May 2, 2023

Women lead an industrial revolution at the Kaiser Shipyards

Early women workers at the Kaiser shipyards diversified home front World War II defense industries and the American workforce.

Mary Carroll accepts the Merit flag from Rear Admiral Howard L. Vickery on July 19, 1942.


In April 1942, Mary Carroll, Jeanne Wilde, and Louise Cox arrived for their first day at the Kaiser shipyards. They were the first of a new generation of American women doing history-changing work during World War II.

The groundbreakers

Jeanne Wilde doing welding work

Jeanne Wilde, in welding gear, commented that working with aluminum is tougher than bronze.

Carroll and Wilde started working together at the Kaiser Oregon Shipbuilding Corporation in Portland, Oregon. Wilde and her daughter shared a home with Carroll and her family in the foothills of Lake Oswego near Portland.

Carroll was inspired to join the home front after losing her 27-year-old son in the Battle of Bataan in the Philippines. She is recognized as the first female shipyard welder at the Kaiser shipyards.

Mary Carroll in welding gear with the 1942 Merit pin on her collar.

Mary Carroll in welding gear with the 1942 Merit pin on her collar.

On July 19, 1942, Rear Admiral Howard L. Vickery, vice-chairman of the U.S. Maritime Commission, presented the shipyard with the “First Star of the Maritime Burgee” award for speed and efficiency in ship production. Mary Carroll was one of the workers recognized for her excellence.

Jeanne Wilde was a homemaker before joining the home front and becoming a welder.

Louise Cox in welding gear at Kaiser Richmond Shipyard No. 2.

Louise Cox in welding gear at Kaiser Richmond Shipyard No. 2.

For Louise Cox, welding was a family affair. She started welding in her family garage, learning acetylene welding from her father when she was a child. At the University of Tennessee, she majored in music and metallurgy. After college, she sang with the San Francisco Opera Company.

Cox took her brother’s place on the production line in Richmond, California, after he joined the Navy. She became the first woman welder trainee at Kaiser Richmond Shipyard No. 2.

When she wasn’t working, Cox designed women’s welding clothes that emphasized safety.

Overcoming challenges and diversifying the workforce

The path to employment at the Kaiser shipyards was not easy for women and Black workers. But Henry J. Kaiser was not your typical industrialist, and his hiring practices made it easier for women and Black people to join the workforce. In 1942 he didn’t hire people through the unions, which were composed of white male workers. To support wartime production, he integrated the shipyards — hiring black men directly and hiring women from the United States Employment Service. Union leaders, of course, voiced their opposition to this strategy.

Eastine Cowner working as a scaler on the SS George Washington Carver in 1943.
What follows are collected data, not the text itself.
//! Error types for the core library
use thiserror::Error;

/// Storage errors
#[derive(Error, Debug)]
pub enum StorageError {
    /// Storage cannot be used at all (disabled, unreadable location, ...)
    #[error("Storage unavailable: {0}")]
    Unavailable(String),

    /// I/O error
    #[error("IO error: {0}")]
    IoError(#[from] std::io::Error),

    /// JSON serialization/deserialization error
    #[error("JSON error: {0}")]
    JsonError(#[from] serde_json::Error),

    /// File watcher error
    #[cfg(feature = "watch")]
    #[error("Watch error: {0}")]
    WatchError(#[from] notify::Error),
}

/// Core error types
#[derive(Error, Debug)]
pub enum CoreError {
    /// Storage layer failure
    #[error("Storage error: {0}")]
    Storage(#[from] StorageError),

    /// Configuration could not be read or written
    #[error("Config error: {0}")]
    Config(String),

    /// I/O error
    #[error("IO error: {0}")]
    IoError(#[from] std::io::Error),

    /// JSON serialization/deserialization error
    #[error("JSON error: {0}")]
    JsonError(#[from] serde_json::Error),
}

/// Result type for core operations
pub type Result<T> = std::result::Result<T, CoreError>;
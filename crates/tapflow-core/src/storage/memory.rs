//! In-memory and disabled backends

use super::{Result, StorageBackend};
use crate::error::StorageError;
use std::collections::BTreeMap;

/// Plain map, lives as long as the process
#[derive(Debug, Clone, Default)]
pub struct MemoryBackend {
    items: BTreeMap<String, String>,
}

impl MemoryBackend {
    /// Create an empty backend
    pub fn new() -> Self {
        Self::default()
    }
}

impl StorageBackend for MemoryBackend {
    fn get_item(&self, key: &str) -> Result<Option<String>> {
        Ok(self.items.get(key).cloned())
    }

    fn set_item(&mut self, key: &str, value: &str) -> Result<()> {
        self.items.insert(key.to_string(), value.to_string());
        Ok(())
    }

    fn remove_item(&mut self, key: &str) -> Result<()> {
        self.items.remove(key);
        Ok(())
    }

    fn keys(&self) -> Result<Vec<String>> {
        Ok(self.items.keys().cloned().collect())
    }
}

/// Storage switched off (e.g. by policy). Every call fails.
#[derive(Debug, Clone)]
pub struct DisabledBackend {
    reason: String,
}

impl DisabledBackend {
    /// Create a backend that reports `reason` on every access
    pub fn new(reason: impl Into<String>) -> Self {
        Self {
            reason: reason.into(),
        }
    }

    fn error(&self) -> StorageError {
        StorageError::Unavailable(self.reason.clone())
    }
}

impl Default for DisabledBackend {
    fn default() -> Self {
        Self::new("storage is disabled")
    }
}

impl StorageBackend for DisabledBackend {
    fn get_item(&self, _key: &str) -> Result<Option<String>> {
        Err(self.error())
    }

    fn set_item(&mut self, _key: &str, _value: &str) -> Result<()> {
        Err(self.error())
    }

    fn remove_item(&mut self, _key: &str) -> Result<()> {
        Err(self.error())
    }

    fn keys(&self) -> Result<Vec<String>> {
        Err(self.error())
    }
}
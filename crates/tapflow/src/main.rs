//! TapFlow - tap tempo tracker for the terminal
//!
//! Press Enter on every beat. Window size and reference tempo are persisted
//! and follow changes made by other running instances.

mod app;
mod cli;
mod input;
mod logging_setup;

use anyhow::Result;
use app::{Flow, TapApp};
use clap::Parser;
use crossbeam_channel::{never, select, Receiver};
use std::io::{self, Write};
use std::path::PathBuf;
use tapflow_core::{
    DisabledBackend, FileWatcher, JsonFileBackend, Origin, StorageEvent, TapflowConfig,
    TempoSettings,
};
use tracing::{error, info, warn};

/// Local storage for this run plus the file behind it, if any
fn open_origin(config: &TapflowConfig, persist: bool) -> (Origin, Option<PathBuf>) {
    if !persist {
        info!("Persistence disabled, settings live in memory");
        return (Origin::in_memory(), None);
    }
    let Some(path) = config.resolved_store_path() else {
        warn!("No data directory available for the settings store");
        return (
            Origin::new(DisabledBackend::new("no data directory")),
            None,
        );
    };
    match JsonFileBackend::open(&path) {
        Ok(backend) => {
            info!("Settings store: {:?}", backend.path());
            let path = backend.path().to_path_buf();
            (Origin::new(backend), Some(path))
        }
        Err(e) => {
            warn!("Cannot open settings store {:?}: {}", path, e);
            (Origin::new(DisabledBackend::new(e.to_string())), None)
        }
    }
}

/// What woke the event loop; `None` means the channel closed
enum Wake {
    Input(Option<input::Input>),
    Window(Option<StorageEvent>),
    Reference(Option<StorageEvent>),
}

fn events_or_never(receiver: Option<&Receiver<StorageEvent>>) -> Receiver<StorageEvent> {
    receiver.cloned().unwrap_or_else(never)
}

fn print_lines(lines: &mut Vec<String>) {
    let stdout = io::stdout();
    let mut out = stdout.lock();
    for line in lines.drain(..) {
        if let Err(e) = writeln!(out, "{}", line) {
            error!("Failed to write output: {}", e);
            return;
        }
    }
    let _ = out.flush();
}

fn main() -> Result<()> {
    let args = cli::Args::parse();
    let config = args.resolve_config();

    let _log_guard = logging_setup::init(&config.log)?;
    info!("Starting TapFlow v{}", env!("CARGO_PKG_VERSION"));

    if args.save_config {
        match &args.config {
            Some(path) => config.save_to_path(path)?,
            None => config.save()?,
        }
        info!("Configuration saved");
    }

    let (origin, store_path) = open_origin(&config, !args.no_persist);
    let context = origin.open_context();

    let mut settings = TempoSettings::new(&context, config.scope, &config.version);
    if !settings.activate_or_fallback() {
        warn!("Settings are not persisted for this session");
    }

    // Dropping the watcher stops it; keep it for the whole session
    let _watcher = match (&store_path, config.watch_store) {
        (Some(path), true) => match FileWatcher::spawn(origin.local_area().clone(), path) {
            Ok(watcher) => {
                info!("Following changes to {:?}", watcher.path());
                Some(watcher)
            }
            Err(e) => {
                warn!("Not following external changes to {:?}: {}", path, e);
                None
            }
        },
        _ => None,
    };

    // Clones share the subscription's channel; they disconnect when it is dropped
    let mut window_events = events_or_never(settings.window_size_value().events());
    let mut reference_events = events_or_never(settings.reference_tempo_value().events());

    let mut app = TapApp::new(settings);
    let commands = input::spawn_reader();

    let mut out = vec![input::HELP.to_string(), app.status_lines().join(" | ")];
    print_lines(&mut out);

    loop {
        let wake = select! {
            recv(commands) -> msg => Wake::Input(msg.ok()),
            recv(window_events) -> msg => Wake::Window(msg.ok()),
            recv(reference_events) -> msg => Wake::Reference(msg.ok()),
        };
        match wake {
            Wake::Input(Some(input)) => {
                if app.handle_command(input.command, input.at, &mut out) == Flow::Quit {
                    break;
                }
            }
            Wake::Input(None) => {
                info!("End of input");
                break;
            }
            Wake::Window(Some(event)) | Wake::Reference(Some(event)) => {
                app.handle_storage_event(&event, &mut out);
                // Both settings see every key; drain the duplicates
                app.sync(&mut out);
            }
            Wake::Window(None) => window_events = never(),
            Wake::Reference(None) => reference_events = never(),
        }
        print_lines(&mut out);
    }

    info!(
        taps = app.tracker().tap_count(),
        samples = app.tracker().history().len(),
        persisted = app.settings().is_persistent(),
        "Session finished"
    );
    Ok(())
}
Eastine Cowner working as a scaler on the SS George Washington Carver in 1943.

Kaiser relied on his eldest son, Edgar, to sort out the crisis. Edgar managed to find a temporary solution with the help of the War Manpower Commission. Women hired at the Kaiser shipyards were granted temporary work permit cards pending a vote on admitting them to the International Brotherhood of Boilermakers, Iron Ship Builders, and Helpers of America union.

Boilermakers’ membership voted on a resolution for women’s membership in July 1942. Even though the vote was 12,000 for and 7,000 against, it failed on a quorum technicality.

Gladys Theus posing in a welding outfit

Gladys Theus became known as the “fastest welder” at Kaiser Richmond Shipyard in 1944.

Tempers flared on both sides of the fight. On September 8, 1942, 22 women welders and burners stormed the Boilermakers union offices in Sausalito, California, to protest not being given union clearance for shipyard jobs. According to an account in the San Francisco Chronicle, the union’s business manager threatened to “yank all women workers out of the shipyards and let the government decide who’s right.”

But the protest got results: 2 days later, top union leaders rewrote the union bylaws, granting official union membership to women.

By March 1943, the Kaiser shipyards employed over 20,000 women. Production hours per ship built dropped from 523,569 to 349,494 between September 1942 and June 1943.

Returning home

Mary Carroll, Jeanne Wilde, and Louise Cox represented the tipping point of a revolution in America. They worked the same jobs as men and received the same pay rate. After the war, America was forever changed when thousands of women returned to civilian life with new jobs, skills, and perspectives.